At initialization, NEAT starts from minimal structures, i.e. neural networks that do not contain any hidden neurons - all connections are only between inputs and outputs.


The hyperNEAT algorithm is an extension of the NEAT algorithm. In the HyperNEAT algorithm, the topology of the network is fixed at the beginning (typically as a hyper-cube) and the weights are represented using another neural network. This neural network receives as input the coordinates of the neurons in the resulting network and returns weights for them directly. The network for calculating the weights is then created using the NEAT algorithm.

The advantage of the HyperNEAT algorithm is that it creates much more regular networks than NEAT, which can be closer to biological neural networks, and it is also capable of evolving larger networks.

Algorithms for finding the entire structure of neural networks, which are later trained using common gradient techniques, are currently very popular. From the point of view of evolutionary algorithms, in such a case it is necessary to encode the structure of the network (at the level of layers or blocks of neurons) into an individual. If we wanted to create only layers, the situation is quite simple - an individual can be, for example, a sequence of these layers including their parameters. Operators are then adjustments to the parameters of these layers, addition of additional layers, or even addition of connections between layers that are not adjacent to each other (skip connections).

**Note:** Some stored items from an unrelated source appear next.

//! Server error types.

use std::io;
use thiserror::Error;

/// Result type for server operations.
pub type ServerResult<T> = Result<T, ServerError>;

/// Errors that can occur in the daemon.
#[derive(Debug, Error)]
pub enum ServerError {
    /// IO error (socket, file, etc.).
    #[error("IO error: {0}")]
    Io(#[from] io::Error),

    /// Protocol error (framing, encoding, etc.).
    #[error("Protocol error: {0}")]
    Protocol(#[from] chronosnap_protocol::ProtocolError),

    /// Socket path already in use.
    #[error("Socket path already in use: {path}")]
    SocketInUse { path: String },

    /// Socket path parent directory does not exist.
    #[error("Socket path parent directory does not exist: {path}")]
    SocketPathInvalid { path: String },

    /// Daemon is already running.
    #[error("Daemon is already running (PID file exists: {path})")]
    AlreadyRunning { path: String },

    /// Configuration error.
    #[error("Configuration error: {message}")]
    Config { message: String },

    /// Shutdown requested.
    #[error("Daemon shutdown requested")]
    Shutdown,
}

impl ServerError {
    /// Creates a configuration error.
    pub fn config(message: impl Into<String>) -> Self {
        Self::Config {
            message: message.into(),
        }
    }

    /// Creates a socket in use error.
    pub fn socket_in_use(path: impl Into<String>) -> Self {
        Self::SocketInUse { path: path.into() }
    }

    /// Creates a socket path invalid error.
    pub fn socket_path_invalid(path: impl Into<String>) -> Self {
        Self::SocketPathInvalid { path: path.into() }
    }

    /// Creates an already running error.
    pub fn already_running(path: impl Into<String>) -> Self {
        Self::AlreadyRunning { path: path.into() }
    }
}
//! The sync orchestrator.
//!
//! One sync fetches the three schedule categories concurrently, merges and
//! sorts them, then fetches the file listing and pairs files to items.
//! Category failures degrade to zero items; a file-listing failure fails
//! the whole sync. That asymmetry is part of the system's contract.

use chrono::{DateTime, Utc};
use thiserror::Error;
use tracing::{info, warn};

use chronosnap_core::{Match, ScheduleItem, match_files_to_items, sort_items_by_start};
use chronosnap_protocol::{CategoryStatus, SyncSummary};
use chronosnap_providers::{ItemSource, ProviderError, ProviderResult};

/// The outcome of one successful sync, held until the next sync replaces it.
#[derive(Debug, Clone)]
pub struct SyncSession {
    /// One entry per schedule item, in start-time order.
    pub matches: Vec<Match>,
    /// Aggregate counts over the match set.
    pub summary: SyncSummary,
    /// Per-category fetch outcomes, for diagnostics.
    pub categories: Vec<CategoryStatus>,
    /// When the sync completed.
    pub synced_at: DateTime<Utc>,
}

/// A failure that aborts the whole sync.
#[derive(Debug, Error)]
pub enum SyncError {
    /// The file listing failed; without files there is nothing to match.
    #[error("file listing failed: {0}")]
    Files(ProviderError),
}

/// Folds one category's fetch result into items plus a status report.
fn settle_category(
    category: &'static str,
    result: ProviderResult<Vec<ScheduleItem>>,
) -> (Vec<ScheduleItem>, CategoryStatus) {
    match result {
        Ok(items) => {
            let status = CategoryStatus::fetched(category, items.len());
            (items, status)
        }
        Err(e) => {
            warn!(category, error = %e, "category fetch failed, contributing no items");
            (Vec::new(), CategoryStatus::failed(category, e.to_string()))
        }
    }
}

/// Runs one full sync against the given source.
pub async fn run_sync(source: &dyn ItemSource) -> Result<SyncSession, SyncError> {
    let (events, tasks, appointments) = tokio::join!(
        source.fetch_events(),
        source.fetch_tasks(),
        source.fetch_appointments(),
    );

    let mut items = Vec::new();
    let mut categories = Vec::with_capacity(3);
    for (category, result) in [
        ("events", events),
        ("tasks", tasks),
        ("appointments", appointments),
    ] {
        let (fetched, status) = settle_category(category, result);
        items.extend(fetched);
        categories.push(status);
    }

    sort_items_by_start(&mut items);

    let files = source.fetch_files().await.map_err(SyncError::Files)?;

    let matches = match_files_to_items(&items, &files);
    let summary = SyncSummary::from_matches(&matches, files.len());

    info!(
        total = summary.total,
        events = summary.events,
        tasks = summary.tasks,
        appointments = summary.appointments,
        files = summary.file_count,
        items_with_files = summary.items_with_files,
        "sync complete"
    );

    Ok(SyncSession {
        matches,
        summary,
        categories,
        synced_at: Utc::now(),
    })
}

#[cfg(test)]
mod tests {
    use super::*;
    use chronosnap_core::{FileRecord, ItemKind, ItemTime};
    use chronosnap_providers::BoxFuture;

    /// A canned source; each dataset is either items or an error message.
    struct StubSource {
        events: Result<Vec<ScheduleItem>, String>,
        tasks: Result<Vec<ScheduleItem>, String>,
        appointments: Result<Vec<ScheduleItem>, String>,
        files: Result<Vec<FileRecord>, String>,
    }

    impl StubSource {
        fn ok() -> Self {
            Self {
                events: Ok(Vec::new()),
                tasks: Ok(Vec::new()),
                appointments: Ok(Vec::new()),
                files: Ok(Vec::new()),
            }
        }
    }

    fn canned<T: Clone + Send + 'static>(
        value: &Result<Vec<T>, String>,
    ) -> BoxFuture<'static, ProviderResult<Vec<T>>> {
        let value = value.clone();
        Box::pin(async move { value.map_err(ProviderError::server) })
    }

    impl ItemSource for StubSource {
        fn fetch_events(&self) -> BoxFuture<'_, ProviderResult<Vec<ScheduleItem>>> {
            canned(&self.events)
        }

        fn fetch_tasks(&self) -> BoxFuture<'_, ProviderResult<Vec<ScheduleItem>>> {
            canned(&self.tasks)
        }

        fn fetch_appointments(&self) -> BoxFuture<'_, ProviderResult<Vec<ScheduleItem>>> {
            canned(&self.appointments)
        }

        fn fetch_files(&self) -> BoxFuture<'_, ProviderResult<Vec<FileRecord>>> {
            canned(&self.files)
        }
    }

    fn event(id: &str, summary: &str, start: &str, end: &str) -> ScheduleItem {
        ScheduleItem {
            id: id.to_string(),
            summary: summary.to_string(),
            start: ItemTime::parse(start),
            end: ItemTime::parse(end),
            description: String::new(),
            kind: ItemKind::Event {
                location: String::new(),
            },
        }
    }

    fn task(id: &str, start: &str) -> ScheduleItem {
        ScheduleItem {
            id: id.to_string(),
            summary: "task".to_string(),
            start: ItemTime::parse(start),
            end: ItemTime::parse(start),
            description: String::new(),
            kind: ItemKind::Task {
                status: "needsAction".to_string(),
                list_title: "My Tasks".to_string(),
                completed: None,
                updated: Some(start.to_string()),
            },
        }
    }

    fn file(id: &str, name: &str, created: &str, modified: &str) -> FileRecord {
        FileRecord {
            id: id.to_string(),
            name: name.to_string(),
            mime_type: "application/octet-stream".to_string(),
            created_time: ItemTime::parse(created),
            modified_time: ItemTime::parse(modified),
            web_view_link: None,
        }
    }

    #[tokio::test]
    async fn pairs_file_inside_event_interval() {
        let source = StubSource {
            events: Ok(vec![event(
                "e1",
                "Team Sync",
                "2024-01-10T10:00:00Z",
                "2024-01-10T11:00:00Z",
            )]),
            files: Ok(vec![file(
                "f1",
                "notes.docx",
                "2024-01-09T09:00:00Z",
                "2024-01-10T10:30:00Z",
            )]),
            ..StubSource::ok()
        };

        let session = run_sync(&source).await.unwrap();
        assert_eq!(session.matches.len(), 1);
        assert_eq!(session.matches[0].item.summary, "Team Sync");
        assert_eq!(session.matches[0].files.len(), 1);
        assert_eq!(session.matches[0].files[0].id, "f1");
        assert_eq!(session.summary.items_with_files, 1);
    }

    #[tokio::test]
    async fn merges_and_sorts_all_categories_by_start() {
        let source = StubSource {
            events: Ok(vec![event(
                "e1",
                "late",
                "2024-06-01T10:00:00Z",
                "2024-06-01T11:00:00Z",
            )]),
            tasks: Ok(vec![task("t1", "2024-02-01T00:00:00Z")]),
            appointments: Ok(vec![event(
                "a1",
                "early",
                "2024-01-10T10:00:00Z",
                "2024-01-10T11:00:00Z",
            )]),
            ..StubSource::ok()
        };

        let session = run_sync(&source).await.unwrap();
        let ids: Vec<_> = session.matches.iter().map(|m| m.item.id.as_str()).collect();
        assert_eq!(ids, ["a1", "t1", "e1"]);
        assert_eq!(session.summary.total, 3);
        assert_eq!(
            session.summary.events + session.summary.tasks + session.summary.appointments,
            session.summary.total
        );
    }

    #[tokio::test]
    async fn category_failure_degrades_to_zero_items() {
        let source = StubSource {
            events: Ok(vec![event(
                "e1",
                "kept",
                "2024-01-10T10:00:00Z",
                "2024-01-10T11:00:00Z",
            )]),
            tasks: Err("HTTP 500".to_string()),
            ..StubSource::ok()
        };

        let session = run_sync(&source).await.unwrap();
        assert_eq!(session.summary.total, 1);
        assert_eq!(session.summary.tasks, 0);

        let tasks_status = session
            .categories
            .iter()
            .find(|c| c.category == "tasks")
            .unwrap();
        assert!(!tasks_status.ok);
        assert!(tasks_status.error.as_deref().unwrap().contains("HTTP 500"));

        let events_status = session
            .categories
            .iter()
            .find(|c| c.category == "events")
            .unwrap();
        assert!(events_status.ok);
        assert_eq!(events_status.item_count, 1);
    }

    #[tokio::test]
    async fn all_categories_failing_still_succeeds_with_empty_result() {
        let source = StubSource {
            events: Err("down".to_string()),
            tasks: Err("down".to_string()),
            appointments: Err("down".to_string()),
            files: Ok(vec![file(
                "f1",
                "orphan.pdf",
                "2024-01-01T00:00:00Z",
                "2024-01-01T00:00:00Z",
            )]),
        };

        let session = run_sync(&source).await.unwrap();
        assert!(session.matches.is_empty());
        assert_eq!(session.summary.file_count, 1);
        assert!(session.categories.iter().all(|c| !c.ok));
    }

    #[tokio::test]
    async fn the_same_event_can_surface_as_event_and_appointment() {
        // The appointment category is a second, keyword-filtered fetch of
        // the events feed, so a matching event appears under both types.
        let appointment = ScheduleItem {
            kind: ItemKind::Appointment {
                location: String::new(),
                attendees: Vec::new(),
            },
            ..event(
                "e1",
                "Doctor Visit",
                "2024-03-01T09:00:00Z",
                "2024-03-01T09:30:00Z",
            )
        };
        let source = StubSource {
            events: Ok(vec![event(
                "e1",
                "Doctor Visit",
                "2024-03-01T09:00:00Z",
                "2024-03-01T09:30:00Z",
            )]),
            appointments: Ok(vec![appointment]),
            ..StubSource::ok()
        };

        let session = run_sync(&source).await.unwrap();
        assert_eq!(session.summary.total, 2);
        assert_eq!(session.summary.events, 1);
        assert_eq!(session.summary.appointments, 1);
        let e1_entries = session
            .matches
            .iter()
            .filter(|m| m.item.id == "e1")
            .count();
        assert_eq!(e1_entries, 2);
    }

    #[tokio::test]
    async fn file_listing_failure_fails_the_whole_sync() {
        let source = StubSource {
            events: Ok(vec![event(
                "e1",
                "kept",
                "2024-01-10T10:00:00Z",
                "2024-01-10T11:00:00Z",
            )]),
            files: Err("quota exceeded".to_string()),
            ..StubSource::ok()
        };

        let result = run_sync(&source).await;
        match result {
            Err(SyncError::Files(e)) => assert!(e.to_string().contains("quota exceeded")),
            _ => panic!("expected file-listing failure"),
        }
    }

    #[tokio::test]
    async fn item_without_files_still_yields_a_match() {
        let source = StubSource {
            tasks: Ok(vec![task("t1", "2024-02-01T00:00:00Z")]),
            files: Ok(vec![file(
                "f1",
                "far.pdf",
                "2030-01-01T00:00:00Z",
                "2030-01-01T00:00:00Z",
            )]),
            ..StubSource::ok()
        };

        let session = run_sync(&source).await.unwrap();
        assert_eq!(session.matches.len(), 1);
        assert!(session.matches[0].files.is_empty());
        assert_eq!(session.summary.items_with_files, 0);
    }
}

But there are also algorithms like CoDeepNEAT that encode individuals similarly to NEAT. But the difference is that the individual nodes do not contain individual neurons, but directly modules of the neural network (blocks of neurons). These modules are also created using the NEAT algorithm. When evaluating fitness, the final individual is created using a combination of these modules, as described in the individual.

The Novelty Search algorithm is not related only to the evolution of neural networks, but is more general. However, it is very often used in connection with neuroevolution. The novelty search principle is the omission of a fitness function that would directly evaluate the quality of the solutions found. This fitness function is replaced by a function that compares the behavior of the created individuals (e.g., when searching for a path in a maze, the distance of the positions reached by the individual from the positions reached by the other individuals can be calculated). It may seem that such an algorithm will not work very well, but it turns out that this is not true. Especially in environments where the classic fitness function contains complex local optima, it turns out that novelty search gives good results in terms of the quality of the solutions found.